## Exercise
Every line of the data needs to be returned exactly.

## Given entries
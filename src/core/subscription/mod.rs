use std::path::Path;

/// Errors reading the OPML subscription file. These are fatal for an
/// ingestion run: without the subscription list there is nothing to do.
#[derive(Debug, thiserror::Error)]
pub enum SubscriptionError {
    #[error("cannot read subscription file: {0}")]
    Io(#[from] std::io::Error),
    #[error("invalid OPML content: {0}")]
    Opml(String),
}

/// Load every feed URL from an OPML subscription document, in document order.
///
/// Each `outline` element with an `xmlUrl` attribute contributes one URL.
/// Duplicates across the file are preserved as-is.
pub fn load_feed_urls(path: &Path) -> Result<Vec<String>, SubscriptionError> {
    let content = std::fs::read_to_string(path)?;
    parse_opml_urls(&content)
}

pub fn parse_opml_urls(opml_content: &str) -> Result<Vec<String>, SubscriptionError> {
    let doc = roxmltree::Document::parse(opml_content)
        .map_err(|error| SubscriptionError::Opml(error.to_string()))?;
    let mut urls = Vec::new();

    for node in doc.descendants().filter(|node| node.has_tag_name("outline")) {
        let Some(feed_url) = node.attribute("xmlUrl") else {
            continue;
        };
        if feed_url.trim().is_empty() {
            continue;
        }
        urls.push(feed_url.to_string());
    }

    Ok(urls)
}

#[cfg(test)]
mod tests {
    use super::*;

    #[test]
    fn parses_fixture_subscription_file() {
        let opml = include_str!("../../../fixtures/news-links.opml");
        let urls = parse_opml_urls(opml).expect("fixture opml should parse");

        assert_eq!(
            urls,
            vec![
                "https://feeds.bbci.co.uk/news/world/rss.xml".to_string(),
                "https://rss.nytimes.com/services/xml/rss/nyt/Sports.xml".to_string(),
                "https://feeds.bbci.co.uk/news/world/rss.xml".to_string(),
            ]
        );
    }

    #[test]
    fn keeps_duplicate_urls_in_document_order() {
        let opml = r#"
            <opml version="2.0">
              <body>
                <outline text="A" xmlUrl="https://a.example/feed.xml"/>
                <outline text="A again" xmlUrl="https://a.example/feed.xml"/>
              </body>
            </opml>
        "#;
        let urls = parse_opml_urls(opml).expect("opml should parse");
        assert_eq!(urls.len(), 2);
        assert_eq!(urls[0], urls[1]);
    }

    #[test]
    fn skips_outlines_without_feed_url() {
        let opml = r#"
            <opml version="2.0">
              <body>
                <outline text="Folder">
                  <outline text="B" xmlUrl="https://b.example/feed.xml"/>
                </outline>
              </body>
            </opml>
        "#;
        let urls = parse_opml_urls(opml).expect("opml should parse");
        assert_eq!(urls, vec!["https://b.example/feed.xml".to_string()]);
    }

    #[test]
    fn malformed_document_is_an_error() {
        let result = parse_opml_urls("<opml><body>");
        assert!(matches!(result, Err(SubscriptionError::Opml(_))));
    }

    #[test]
    fn missing_file_is_an_error() {
        let dir = tempfile::tempdir().expect("tempdir should create");
        let result = load_feed_urls(&dir.path().join("absent.opml"));
        assert!(matches!(result, Err(SubscriptionError::Io(_))));
    }
}
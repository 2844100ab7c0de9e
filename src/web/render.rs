use std::cmp::Ordering;

use chrono::{DateTime, FixedOffset};
use pulldown_cmark::{html, Parser};

use crate::core::storage::ArticleRecord;

/// Presentation order for the listing pages.
#[derive(Debug, Clone, Copy, PartialEq, Eq)]
pub enum SortOrder {
    Ascending,
    Descending,
}

impl SortOrder {
    /// Form value -> order; anything unrecognized means newest-first.
    pub fn from_form_value(value: &str) -> Self {
        match value {
            "asc" => SortOrder::Ascending,
            _ => SortOrder::Descending,
        }
    }
}

/// A stored record prepared for HTML display.
#[derive(Debug, Clone)]
pub struct ArticleView {
    pub title: String,
    pub link: String,
    pub author: String,
    pub category: String,
    pub date_display: String,
    pub content_html: String,
    pub summary_html: String,
    published_at: Option<DateTime<FixedOffset>>,
}

impl ArticleView {
    pub fn from_record(record: ArticleRecord) -> Self {
        let published_at = record
            .published_at
            .as_deref()
            .and_then(|raw| DateTime::parse_from_rfc3339(raw).ok());
        let date_display = published_at
            .map(|date| date.format("%A, %B %d, %Y %I:%M %p").to_string())
            .unwrap_or_default();

        Self {
            title: record.title,
            link: record.link,
            author: record.author,
            category: record.category,
            date_display,
            content_html: markdown_to_html(&record.full_content),
            summary_html: markdown_to_html(&record.summarized_content),
            published_at,
        }
    }
}

pub fn markdown_to_html(markdown: &str) -> String {
    let parser = Parser::new(markdown);
    let mut out = String::with_capacity(markdown.len());
    html::push_html(&mut out, parser);
    out
}

/// Sort views by published date. Records without a parseable date sort last
/// in both directions.
pub fn sort_by_date(views: &mut [ArticleView], order: SortOrder) {
    views.sort_by(|a, b| match (&a.published_at, &b.published_at) {
        (Some(left), Some(right)) => match order {
            SortOrder::Ascending => left.cmp(right),
            SortOrder::Descending => right.cmp(left),
        },
        (Some(_), None) => Ordering::Less,
        (None, Some(_)) => Ordering::Greater,
        (None, None) => Ordering::Equal,
    });
}
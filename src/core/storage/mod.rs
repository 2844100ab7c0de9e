pub mod models;
pub mod repository;

pub use models::{ArticleRecord, Category, NewArticle};
pub use repository::{ArticleRepository, StorageError};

## Exercise answer
filename src/core/subscription/mod.rs
use std::path::Path;

/// Errors reading the OPML subscription file. These are fatal for an
/// ingestion run: without the subscription list there is nothing to do.
#[derive(Debug, thiserror::Error)]
pub enum SubscriptionError {
    #[error("cannot read subscription file: {0}")]
    Io(#[from] std::io::Error),
    #[error("invalid OPML content: {0}")]
    Opml(String),
}

/// Load every feed URL from an OPML subscription document, in document order.
///
/// Each `outline` element with an `xmlUrl` attribute contributes one URL.
/// Duplicates across the file are preserved as-is.
pub fn load_feed_urls(path: &Path) -> Result<Vec<String>, SubscriptionError> {
    let content = std::fs::read_to_string(path)?;
    parse_opml_urls(&content)
}

pub fn parse_opml_urls(opml_content: &str) -> Result<Vec<String>, SubscriptionError> {
    let doc = roxmltree::Document::parse(opml_content)
        .map_err(|error| SubscriptionError::Opml(error.to_string()))?;
    let mut urls = Vec::new();

    for node in doc.descendants().filter(|node| node.has_tag_name("outline")) {
        let Some(feed_url) = node.attribute("xmlUrl") else {
            continue;
        };
        if feed_url.trim().is_empty() {
            continue;
        }
        urls.push(feed_url.to_string());
    }

    Ok(urls)
}

#[cfg(test)]
mod tests {
    use super::*;

    #[test]
    fn parses_fixture_subscription_file() {
        let opml = include_str!("../../../fixtures/news-links.opml");
        let urls = parse_opml_urls(opml).expect("fixture opml should parse");

        assert_eq!(
            urls,
            vec![
                "https://feeds.bbci.co.uk/news/world/rss.xml".to_string(),
                "https://rss.nytimes.com/services/xml/rss/nyt/Sports.xml".to_string(),
                "https://feeds.bbci.co.uk/news/world/rss.xml".to_string(),
            ]
        );
    }

    #[test]
    fn keeps_duplicate_urls_in_document_order() {
        let opml = r#"
            <opml version="2.0">
              <body>
                <outline text="A" xmlUrl="https://a.example/feed.xml"/>
                <outline text="A again" xmlUrl="https://a.example/feed.xml"/>
              </body>
            </opml>
        "#;
        let urls = parse_opml_urls(opml).expect("opml should parse");
        assert_eq!(urls.len(), 2);
        assert_eq!(urls[0], urls[1]);
    }

    #[test]
    fn skips_outlines_without_feed_url() {
        let opml = r#"
            <opml version="2.0">
              <body>
                <outline text="Folder">
                  <outline text="B" xmlUrl="https://b.example/feed.xml"/>
                </outline>
              </body>
            </opml>
        "#;
        let urls = parse_opml_urls(opml).expect("opml should parse");
        assert_eq!(urls, vec!["https://b.example/feed.xml".to_string()]);
    }

    #[test]
    fn malformed_document_is_an_error() {
        let result = parse_opml_urls("<opml><body>");
        assert!(matches!(result, Err(SubscriptionError::Opml(_))));
    }

    #[test]
    fn missing_file_is_an_error() {
        let dir = tempfile::tempdir().expect("tempdir should create");
        let result = load_feed_urls(&dir.path().join("absent.opml"));
        assert!(matches!(result, Err(SubscriptionError::Io(_))));
    }
}
repository 2844100ab7c0de9e
filename src/web/render.rs
use std::cmp::Ordering;

use chrono::{DateTime, FixedOffset};
use pulldown_cmark::{html, Parser};

use crate::core::storage::ArticleRecord;

/// Presentation order for the listing pages.
#[derive(Debug, Clone, Copy, PartialEq, Eq)]
pub enum SortOrder {
    Ascending,
    Descending,
}

impl SortOrder {
    /// Form value -> order; anything unrecognized means newest-first.
    pub fn from_form_value(value: &str) -> Self {
        match value {
            "asc" => SortOrder::Ascending,
            _ => SortOrder::Descending,
        }
    }
}

/// A stored record prepared for HTML display.
#[derive(Debug, Clone)]
pub struct ArticleView {
    pub title: String,
    pub link: String,
    pub author: String,
    pub category: String,
    pub date_display: String,
    pub content_html: String,
    pub summary_html: String,
    published_at: Option<DateTime<FixedOffset>>,
}

impl ArticleView {
    pub fn from_record(record: ArticleRecord) -> Self {
        let published_at = record
            .published_at
            .as_deref()
            .and_then(|raw| DateTime::parse_from_rfc3339(raw).ok());
        let date_display = published_at
            .map(|date| date.format("%A, %B %d, %Y %I:%M %p").to_string())
            .unwrap_or_default();

        Self {
            title: record.title,
            link: record.link,
            author: record.author,
            category: record.category,
            date_display,
            content_html: markdown_to_html(&record.full_content),
            summary_html: markdown_to_html(&record.summarized_content),
            published_at,
        }
    }
}

pub fn markdown_to_html(markdown: &str) -> String {
    let parser = Parser::new(markdown);
    let mut out = String::with_capacity(markdown.len());
    html::push_html(&mut out, parser);
    out
}

/// Sort views by published date. Records without a parseable date sort last
/// in both directions.
pub fn sort_by_date(views: &mut [ArticleView], order: SortOrder) {
    views.sort_by(|a, b| match (&a.published_at, &b.published_at) {
        (Some(left), Some(right)) => match order {
            SortOrder::Ascending => left.cmp(right),
            SortOrder::Descending => right.cmp(left),
        },
        (Some(_), None) => Ordering::Less,
        (None, Some(_)) => Ordering::Greater,
        (None, None) => Ordering::Equal,
    });
}
filename src/core/storage/mod.rs
repository 2844100ab7c0de9e
pub mod models;
pub mod repository;

pub use models::{ArticleRecord, Category, NewArticle};
pub use repository::{ArticleRepository, StorageError};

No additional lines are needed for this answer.